• _Exercise requirements_:
Scan the records for the string "kind" and copy every line that holds it.

Data excerpts:
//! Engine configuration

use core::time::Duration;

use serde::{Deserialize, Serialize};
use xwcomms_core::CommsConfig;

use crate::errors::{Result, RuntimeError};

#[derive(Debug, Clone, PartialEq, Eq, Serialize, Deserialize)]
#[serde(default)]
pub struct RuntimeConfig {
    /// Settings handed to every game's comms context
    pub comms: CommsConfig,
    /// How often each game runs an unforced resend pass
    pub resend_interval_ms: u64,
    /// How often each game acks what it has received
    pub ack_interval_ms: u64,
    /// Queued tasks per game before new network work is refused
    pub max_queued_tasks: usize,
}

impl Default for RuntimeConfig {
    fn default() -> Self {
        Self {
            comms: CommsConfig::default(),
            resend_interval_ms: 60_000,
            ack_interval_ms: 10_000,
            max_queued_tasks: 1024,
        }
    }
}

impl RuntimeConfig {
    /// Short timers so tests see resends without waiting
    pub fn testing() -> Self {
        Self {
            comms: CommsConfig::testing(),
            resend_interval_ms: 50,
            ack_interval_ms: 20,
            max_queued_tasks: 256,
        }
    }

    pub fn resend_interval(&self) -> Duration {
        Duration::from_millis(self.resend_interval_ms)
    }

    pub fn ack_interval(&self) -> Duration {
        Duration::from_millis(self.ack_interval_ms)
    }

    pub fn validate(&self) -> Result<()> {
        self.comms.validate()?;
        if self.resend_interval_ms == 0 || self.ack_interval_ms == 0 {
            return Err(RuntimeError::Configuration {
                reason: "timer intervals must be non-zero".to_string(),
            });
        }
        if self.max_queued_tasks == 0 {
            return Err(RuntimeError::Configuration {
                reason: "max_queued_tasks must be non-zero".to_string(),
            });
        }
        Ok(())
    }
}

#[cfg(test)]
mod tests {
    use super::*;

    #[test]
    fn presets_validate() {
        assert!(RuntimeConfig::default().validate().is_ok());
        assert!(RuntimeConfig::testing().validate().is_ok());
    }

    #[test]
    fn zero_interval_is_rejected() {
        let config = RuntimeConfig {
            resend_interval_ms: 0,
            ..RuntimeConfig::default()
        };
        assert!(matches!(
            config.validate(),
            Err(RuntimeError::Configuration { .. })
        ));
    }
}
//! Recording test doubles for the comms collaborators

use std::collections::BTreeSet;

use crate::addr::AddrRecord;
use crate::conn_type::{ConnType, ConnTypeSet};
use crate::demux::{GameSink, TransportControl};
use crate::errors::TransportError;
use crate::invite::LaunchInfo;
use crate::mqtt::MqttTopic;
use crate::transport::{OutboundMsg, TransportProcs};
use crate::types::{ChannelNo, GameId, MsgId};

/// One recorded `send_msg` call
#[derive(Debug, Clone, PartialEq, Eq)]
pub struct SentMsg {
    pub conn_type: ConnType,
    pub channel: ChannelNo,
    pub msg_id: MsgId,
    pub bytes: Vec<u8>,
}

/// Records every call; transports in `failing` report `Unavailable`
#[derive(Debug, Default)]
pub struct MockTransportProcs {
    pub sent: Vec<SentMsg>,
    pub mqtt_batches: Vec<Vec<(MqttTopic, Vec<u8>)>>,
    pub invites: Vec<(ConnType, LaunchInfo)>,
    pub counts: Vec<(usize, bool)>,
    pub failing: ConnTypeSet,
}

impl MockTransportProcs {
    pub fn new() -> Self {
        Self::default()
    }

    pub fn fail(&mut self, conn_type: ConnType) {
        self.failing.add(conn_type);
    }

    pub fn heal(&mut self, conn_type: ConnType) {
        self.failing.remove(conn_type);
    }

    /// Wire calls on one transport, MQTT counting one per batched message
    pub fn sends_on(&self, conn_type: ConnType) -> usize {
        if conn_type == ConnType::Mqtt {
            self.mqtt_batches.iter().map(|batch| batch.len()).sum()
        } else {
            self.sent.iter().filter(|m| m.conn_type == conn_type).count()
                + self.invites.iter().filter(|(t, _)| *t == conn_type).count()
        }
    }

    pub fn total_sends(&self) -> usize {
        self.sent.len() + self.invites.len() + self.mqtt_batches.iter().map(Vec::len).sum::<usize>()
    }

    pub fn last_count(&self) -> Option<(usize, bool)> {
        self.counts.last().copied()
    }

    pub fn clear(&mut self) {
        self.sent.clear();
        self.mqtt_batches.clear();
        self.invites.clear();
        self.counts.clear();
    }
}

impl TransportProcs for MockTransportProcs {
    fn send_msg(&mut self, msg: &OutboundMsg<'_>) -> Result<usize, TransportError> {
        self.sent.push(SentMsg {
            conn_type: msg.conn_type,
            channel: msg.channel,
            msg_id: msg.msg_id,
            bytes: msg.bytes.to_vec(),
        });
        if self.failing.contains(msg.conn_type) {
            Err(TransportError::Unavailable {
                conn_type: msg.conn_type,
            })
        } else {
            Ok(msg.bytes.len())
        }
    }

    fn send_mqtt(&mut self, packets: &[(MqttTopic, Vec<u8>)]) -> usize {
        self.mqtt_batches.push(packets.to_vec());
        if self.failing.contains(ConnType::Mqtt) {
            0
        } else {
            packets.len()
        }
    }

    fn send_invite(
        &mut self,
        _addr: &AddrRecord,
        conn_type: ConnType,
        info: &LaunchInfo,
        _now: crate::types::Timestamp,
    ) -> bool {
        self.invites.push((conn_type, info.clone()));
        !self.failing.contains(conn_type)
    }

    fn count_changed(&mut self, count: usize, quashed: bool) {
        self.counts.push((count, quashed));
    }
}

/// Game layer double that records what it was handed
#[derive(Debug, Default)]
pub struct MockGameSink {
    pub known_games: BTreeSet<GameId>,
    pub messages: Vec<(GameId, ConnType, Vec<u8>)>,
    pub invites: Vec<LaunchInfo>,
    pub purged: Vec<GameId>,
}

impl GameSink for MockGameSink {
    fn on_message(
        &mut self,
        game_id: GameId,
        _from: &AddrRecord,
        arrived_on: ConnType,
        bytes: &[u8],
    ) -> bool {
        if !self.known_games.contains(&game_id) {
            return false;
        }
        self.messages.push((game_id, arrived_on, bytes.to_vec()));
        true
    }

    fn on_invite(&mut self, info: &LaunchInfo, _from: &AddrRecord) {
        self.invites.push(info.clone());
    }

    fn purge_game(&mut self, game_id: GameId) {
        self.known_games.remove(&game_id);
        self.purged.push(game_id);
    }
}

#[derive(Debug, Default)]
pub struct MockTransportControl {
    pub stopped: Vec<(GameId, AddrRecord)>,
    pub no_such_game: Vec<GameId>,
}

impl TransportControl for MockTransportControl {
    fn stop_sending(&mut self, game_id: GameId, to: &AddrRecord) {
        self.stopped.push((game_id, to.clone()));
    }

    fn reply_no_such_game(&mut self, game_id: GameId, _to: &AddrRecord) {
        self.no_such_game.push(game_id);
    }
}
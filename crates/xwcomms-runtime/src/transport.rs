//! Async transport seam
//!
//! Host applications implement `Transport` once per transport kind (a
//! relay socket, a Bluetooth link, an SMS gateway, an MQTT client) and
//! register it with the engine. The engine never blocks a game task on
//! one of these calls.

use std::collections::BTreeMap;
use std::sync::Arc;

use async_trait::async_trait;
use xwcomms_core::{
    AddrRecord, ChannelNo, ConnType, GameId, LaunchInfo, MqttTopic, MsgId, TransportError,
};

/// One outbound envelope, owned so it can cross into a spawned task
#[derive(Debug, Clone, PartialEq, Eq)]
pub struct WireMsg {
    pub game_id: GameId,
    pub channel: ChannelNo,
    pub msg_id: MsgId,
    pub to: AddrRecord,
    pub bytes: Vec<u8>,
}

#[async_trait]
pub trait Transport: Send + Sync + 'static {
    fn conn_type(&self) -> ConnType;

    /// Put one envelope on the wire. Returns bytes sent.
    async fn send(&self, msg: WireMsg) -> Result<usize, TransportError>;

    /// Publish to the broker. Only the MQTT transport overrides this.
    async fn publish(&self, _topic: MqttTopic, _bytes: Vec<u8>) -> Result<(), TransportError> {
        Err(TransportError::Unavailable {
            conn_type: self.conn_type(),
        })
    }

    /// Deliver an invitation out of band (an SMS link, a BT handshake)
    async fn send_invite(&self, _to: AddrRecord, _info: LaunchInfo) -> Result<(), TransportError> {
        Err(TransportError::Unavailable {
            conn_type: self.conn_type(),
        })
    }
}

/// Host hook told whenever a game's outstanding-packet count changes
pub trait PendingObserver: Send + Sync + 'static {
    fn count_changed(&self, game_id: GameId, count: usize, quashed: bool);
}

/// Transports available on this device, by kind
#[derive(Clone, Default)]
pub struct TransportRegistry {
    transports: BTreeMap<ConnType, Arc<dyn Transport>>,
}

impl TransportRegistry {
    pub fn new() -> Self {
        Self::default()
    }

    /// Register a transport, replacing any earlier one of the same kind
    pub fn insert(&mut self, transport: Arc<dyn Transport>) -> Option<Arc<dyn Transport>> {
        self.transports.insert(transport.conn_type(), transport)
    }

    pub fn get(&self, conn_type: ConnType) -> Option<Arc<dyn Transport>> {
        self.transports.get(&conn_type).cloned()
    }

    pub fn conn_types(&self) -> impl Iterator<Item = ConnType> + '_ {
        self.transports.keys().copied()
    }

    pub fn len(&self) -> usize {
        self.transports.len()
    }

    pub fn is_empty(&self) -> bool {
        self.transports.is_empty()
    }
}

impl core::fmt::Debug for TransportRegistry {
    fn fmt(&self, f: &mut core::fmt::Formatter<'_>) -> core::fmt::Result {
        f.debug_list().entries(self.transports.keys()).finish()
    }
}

• _Solution for this task_:
//! Host applications implement `Transport` once per transport kind (a
/// Transports available on this device, by kind
    /// Register a transport, replacing any earlier one of the same kind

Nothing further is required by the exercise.